# SetCPU Settings



## thatguy188 (Sep 28, 2011)

Could some people post some successful voltages etc.? I know not everyone will run the same but I'd love to get a general idea. Im running ZYGOT3 2.0 and just got SetCPU ... now I wanna tinker but would love to know (or get a general idea) of what brings out the best battery life & performance.

Thanks!


----------



## rustyself (Nov 24, 2011)

1350 1200
1200 800
920 750
700 700
350 650

Sent from my Galaxy Nexus using Tapatalk


----------



## althepal1984 (Jul 11, 2011)

1350 - 1150
1200 - 900
920 - 750
700 - 700
350 - 675

Oh I'm on 2.0 haven't messed much lower then that but soon will to see what comes out of it


----------



## diablospeed (Oct 7, 2011)

gonna try out some profiles.. will update with results. it looks like rustyself's 1200 voltage might be a little low, but we'll see about any instability. sometimes these things are dependent on the device and the resource load you typically put on the device also. some users might benefit from undervolting where others see hiccups.


----------



## anotherfiz (Sep 23, 2011)

Is the setCPU stress test generally a good indicator of UV stability? im trying out some of the voltages you all are recommending now. i can get to 1.4ghz without stutter on this model, so im happy so far.


----------



## mike dee (Jul 5, 2011)

Zygot3 2.0 + imoseyon's lean kernel.








Sent from my Galaxy Nexus using Tapatalk


----------



## inline6power (Jun 20, 2011)

mike dee said:


> Zygot3 2.0 + imoseyon's lean kernel.
> View attachment 13217
> 
> 
> Sent from my Galaxy Nexus using Tapatalk


exact same setup that I am running

Sent from my Galaxy Nexus using Tapatalk


----------



## thatguy188 (Sep 28, 2011)

EDIT: Im an idiot


----------



## Stadsport (Dec 27, 2011)

Are you guys really able to get your voltage down so low?
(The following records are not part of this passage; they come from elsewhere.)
//! Shipment persistence and lifecycle transitions

use anyhow::{anyhow, Result};
use chrono::{DateTime, Duration, Utc};
use galpon_common::time;
use galpon_common::ProviderScope;
use sqlx::{Row, SqlitePool};
use uuid::Uuid;

use crate::models::{Shipment, ShipmentStatus};

/// Shipment with its provider name and sheet/scan counts, for list views
#[derive(Debug, Clone, serde::Serialize)]
pub struct ShipmentListRow {
    #[serde(flatten)]
    pub shipment: Shipment,
    pub provider_name: String,
    pub pre_alerta_count: i64,
    pub pre_ruteo_count: i64,
    pub scanned_count: i64,
}

/// Outcome of a lifecycle transition attempt
#[derive(Debug, Clone, Copy, PartialEq, Eq)]
pub enum TransitionOutcome {
    Applied,
    NotFound,
    Illegal { from: ShipmentStatus },
}

pub async fn create_shipment(
    pool: &SqlitePool,
    provider_id: Uuid,
    shipment_date: &str,
    created_by: &str,
) -> Result<Shipment> {
    let id = Uuid::new_v4();
    let now = time::now();
    sqlx::query(
        r#"
        INSERT INTO shipments (id, provider_id, shipment_date, status, created_by, created_at, updated_at)
        VALUES (?, ?, ?, ?, ?, ?, ?)
        "#,
    )
    .bind(id.to_string())
    .bind(provider_id.to_string())
    .bind(shipment_date)
    .bind(ShipmentStatus::PreAlerta.as_str())
    .bind(created_by)
    .bind(now.to_rfc3339())
    .bind(now.to_rfc3339())
    .execute(pool)
    .await?;

    Ok(Shipment {
        id,
        provider_id,
        shipment_date: shipment_date.to_string(),
        status: ShipmentStatus::PreAlerta,
        created_by: created_by.to_string(),
        created_at: now,
        updated_at: now,
        finalized_at: None,
    })
}

/// Check the referenced provider exists before creating a shipment
pub async fn provider_exists(pool: &SqlitePool, id: Uuid) -> Result<bool> {
    let row = sqlx::query("SELECT 1 FROM providers WHERE id = ?")
        .bind(id.to_string())
        .fetch_optional(pool)
        .await?;
    Ok(row.is_some())
}

pub async fn load_shipment(pool: &SqlitePool, id: Uuid) -> Result<Option<Shipment>> {
    let row = sqlx::query(
        r#"
        SELECT id, provider_id, shipment_date, status, created_by, created_at, updated_at, finalized_at
        FROM shipments
        WHERE id = ?
        "#,
    )
    .bind(id.to_string())
    .fetch_optional(pool)
    .await?;

    match row {
        Some(row) => Ok(Some(row_to_shipment(&row)?)),
        None => Ok(None),
    }
}

/// Load, validate, and apply a lifecycle transition
///
/// The UPDATE is guarded by the current status, so a transition racing with
/// another request cannot apply twice; the loser reports `Illegal`.
pub async fn transition_shipment(
    pool: &SqlitePool,
    id: Uuid,
    next: ShipmentStatus,
) -> Result<TransitionOutcome> {
    let shipment = match load_shipment(pool, id).await? {
        Some(s) => s,
        None => return Ok(TransitionOutcome::NotFound),
    };
    if !shipment.status.can_transition_to(next) {
        return Ok(TransitionOutcome::Illegal {
            from: shipment.status,
        });
    }

    let now = time::now_rfc3339();
    let finalized_at = next.is_terminal().then(|| now.clone());
    let result = sqlx::query(
        r#"
        UPDATE shipments
        SET status = ?, updated_at = ?, finalized_at = COALESCE(?, finalized_at)
        WHERE id = ? AND status = ?
        "#,
    )
    .bind(next.as_str())
    .bind(&now)
    .bind(&finalized_at)
    .bind(id.to_string())
    .bind(shipment.status.as_str())
    .execute(pool)
    .await?;

    if result.rows_affected() == 0 {
        return Ok(TransitionOutcome::Illegal {
            from: shipment.status,
        });
    }
    Ok(TransitionOutcome::Applied)
}

pub async fn delete_shipment(pool: &SqlitePool, id: Uuid) -> Result<bool> {
    let result = sqlx::query("DELETE FROM shipments WHERE id = ?")
        .bind(id.to_string())
        .execute(pool)
        .await?;
    Ok(result.rows_affected() > 0)
}

/// Provider-scoped shipment list, newest first
pub async fn list_shipments(
    pool: &SqlitePool,
    scope: &ProviderScope,
) -> Result<Vec<ShipmentListRow>> {
    let provider = scope.filter().map(|p| p.to_string());
    let rows = sqlx::query(&format!(
        "{LIST_SELECT} WHERE (?1 IS NULL OR s.provider_id = ?1) ORDER BY s.created_at DESC"
    ))
    .bind(&provider)
    .fetch_all(pool)
    .await?;

    rows.iter().map(row_to_list_row).collect()
}

/// Unfinished shipments for one provider created inside the active window
pub async fn list_active_shipments(
    pool: &SqlitePool,
    provider_id: Uuid,
    window_hours: i64,
) -> Result<Vec<ShipmentListRow>> {
    let cutoff = (time::now() - Duration::hours(window_hours)).to_rfc3339();
    let rows = sqlx::query(&format!(
        "{LIST_SELECT} \
         WHERE s.provider_id = ?1 AND s.status != ?2 AND s.created_at >= ?3 \
         ORDER BY s.created_at DESC"
    ))
    .bind(provider_id.to_string())
    .bind(ShipmentStatus::Finalizado.as_str())
    .bind(cutoff)
    .fetch_all(pool)
    .await?;

    rows.iter().map(row_to_list_row).collect()
}

const LIST_SELECT: &str = r#"
    SELECT s.id, s.provider_id, s.shipment_date, s.status, s.created_by,
           s.created_at, s.updated_at, s.finalized_at,
           p.name AS provider_name,
           (SELECT COUNT(*) FROM pre_alerta_records r WHERE r.shipment_id = s.id) AS pre_alerta_count,
           (SELECT COUNT(*) FROM pre_ruteo_records r WHERE r.shipment_id = s.id) AS pre_ruteo_count,
           (SELECT COUNT(*) FROM scanned_packages r WHERE r.shipment_id = s.id) AS scanned_count
    FROM shipments s
    JOIN providers p ON p.id = s.provider_id
"#;

fn row_to_list_row(row: &sqlx::sqlite::SqliteRow) -> Result<ShipmentListRow> {
    Ok(ShipmentListRow {
        shipment: row_to_shipment(row)?,
        provider_name: row.get("provider_name"),
        pre_alerta_count: row.get("pre_alerta_count"),
        pre_ruteo_count: row.get("pre_ruteo_count"),
        scanned_count: row.get("scanned_count"),
    })
}

pub(crate) fn row_to_shipment(row: &sqlx::sqlite::SqliteRow) -> Result<Shipment> {
    let id: String = row.get("id");
    let provider_id: String = row.get("provider_id");
    let status: String = row.get("status");
    let created_at: String = row.get("created_at");
    let updated_at: String = row.get("updated_at");
    let finalized_at: Option<String> = row.get("finalized_at");

    Ok(Shipment {
        id: Uuid::parse_str(&id)?,
        provider_id: Uuid::parse_str(&provider_id)?,
        shipment_date: row.get("shipment_date"),
        status: ShipmentStatus::parse(&status)
            .ok_or_else(|| anyhow!("unknown shipment status: {status}"))?,
        created_by: row.get("created_by"),
        created_at: parse_ts(&created_at)?,
        updated_at: parse_ts(&updated_at)?,
        finalized_at: finalized_at.as_deref().map(parse_ts).transpose()?,
    })
}

pub(crate) fn parse_ts(value: &str) -> Result<DateTime<Utc>> {
    time::parse_rfc3339(value).ok_or_else(|| anyhow!("invalid timestamp in database: {value}"))
}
I couldn't get it below [email protected] without it freezing at lower voltages. Guess I need to experiment a little more.


----------



## masri1987 (Jun 29, 2011)

mike dee said:


> Zygot3 2.0 + imoseyon's lean kernel.
> View attachment 13217
> 
> 
> Sent from my Galaxy Nexus using Tapatalk


Same setting I'm running except I'm on AOKP








Sent from my Galaxy Nexus using Tapatalk


----------